Но с кем взъерошивать и запрягать, если его окружали идиоты? Худо выходило с пожарниками. Тем, на которых надеялись, предстояло в горячие на улице Королева дни быть на вахте или на учениях.

— А какие тут могут быть льды? — сказал Голушкин. — Жара стоит июльская. Я парюсь в тенниске. Льдов теперь никаких быть не может.

— Что?! — грозно, с актерским преувеличением грозности спросил Шубников. — Льды будут! Ледяные горы и дворцы есть в контракте, и они должны быть, даже если завтра здесь начнет протекать река Лимпопо. Иначе мы позорные люди! Взялись делать — извольте делать!

Представитель водонапорной башни, два месяца назад заказавший гулянье сотрудников на природе, был скромен в запросах и ни о каких ледяных дворцах речи не вел. Единственно он просил о том, чтобы гулянье хоть немногим напомнило известные по литературе весенние чаепития в Марьиной роще. Теперь в Марьиной роще все застроено, порабощено кирпичом, там не только что пить чай, там и шпроту негде съесть с дамой на природе. «А народ у нас хороший, — сказал представитель, — отзывчивый на все мероприятия». Шубников тогда мгновенно вспыхнул, размечтался, бегал по кабинету, взмахивал руками, приводил представителя водонапорной башни в восторги и ужасы картинами народного гулянья. А вспомнив о сотворенных в Саппоро пожарниками ледяных дворцах, уговорил представителя вставить в контракт ледяные горы и дворцы.

— Можно найти людей взамен пожарников, — предположил Голушкин.

— Взамен пожарников найти никого нельзя, — сказал Шубников.

— Ну если не взамен, то помимо… А то вот просятся.

— Кто просится?

Уважительно просилась витаминная, вкусная и солидная фирма, ближняя овощная база. Она бы хотела стать участником праздника на правах третьего триумфатора. База предлагала и помощь в подготовительных работах, ей ничего не стоило вызвать на перетруску чеснока сколько хочешь и каких хочешь специалистов, можно кандидатов, можно докторов, можно академиков, можно скрипачей, и направить их на улицу Королева. Имелись на базе ледники и холодильные установки.

— Это ценно, — согласился Шубников. — Но три триумфа для одного вечера много. А что же они раньше терпели?

— Только теперь сняты путы с поводов для триумфа.

— В следующий раз. Заявку от них примите. А на гулянье мы их допустим. Пусть себе гуляют в первых рядах.

— Значит, если согласятся на простое гулянье, — сказал Голушкин, — мы потребуем работников с перетруски чеснока.
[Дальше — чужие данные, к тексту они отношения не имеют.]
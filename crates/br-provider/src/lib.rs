//! Guardrail provider REST client
//!
//! One client implements both collaborator contracts: the raw listing call
//! behind [`br_listing::ProviderGuardrails`] and the lifecycle calls behind
//! [`br_provision::GuardrailProvisioner`].

pub mod client;

pub use client::ProviderClient;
И попросим фрукты для гуляющих.

— И семечки.

— Семечек у них может не быть, — обеспокоился Голушкин.

— Пусть достают! — решительно сказал Шубников. — И побольше! Жареных и каленых!

— Жареных и каленых… — записал Голушкин. — Ну вот, отыскались работники на льды. Если уж вам так любезны льды.

— Но руководить этими работниками должны пожарники. Не трудитесь противоречить. В контракте записаны пожарники, а не перетрусчики чеснока, хоть бы и скрипачи.

Непоколебимая вера в то, что наши пожарники ничем не хуже японских, тем более из их японского, северного, захолустья, сладостно и ревниво существовала в Шубникове независимо от контракта с водонапорной башней.

— Такой каприз! — сказал Шубников. — Уважьте. А что же, и Васька Пугач пропал?

Стараниями экспедитора Ладошина пожарный водитель Василий Пугач был найден. На три дня он мог предоставить себя в начальники ледяного строительства. На вопрос, не может ли он наскрести еще хотя бы пяток пожарников для руководства, Васька, загоготав, ответил, что может. Однако сказал, что пожарники-то они пожарники, но бывшие, один теперь водит ассенизационную машину, другой грузит на комбинате красную рыбу и копченых лещей. И так далее. Но в душе все они остались пожарниками.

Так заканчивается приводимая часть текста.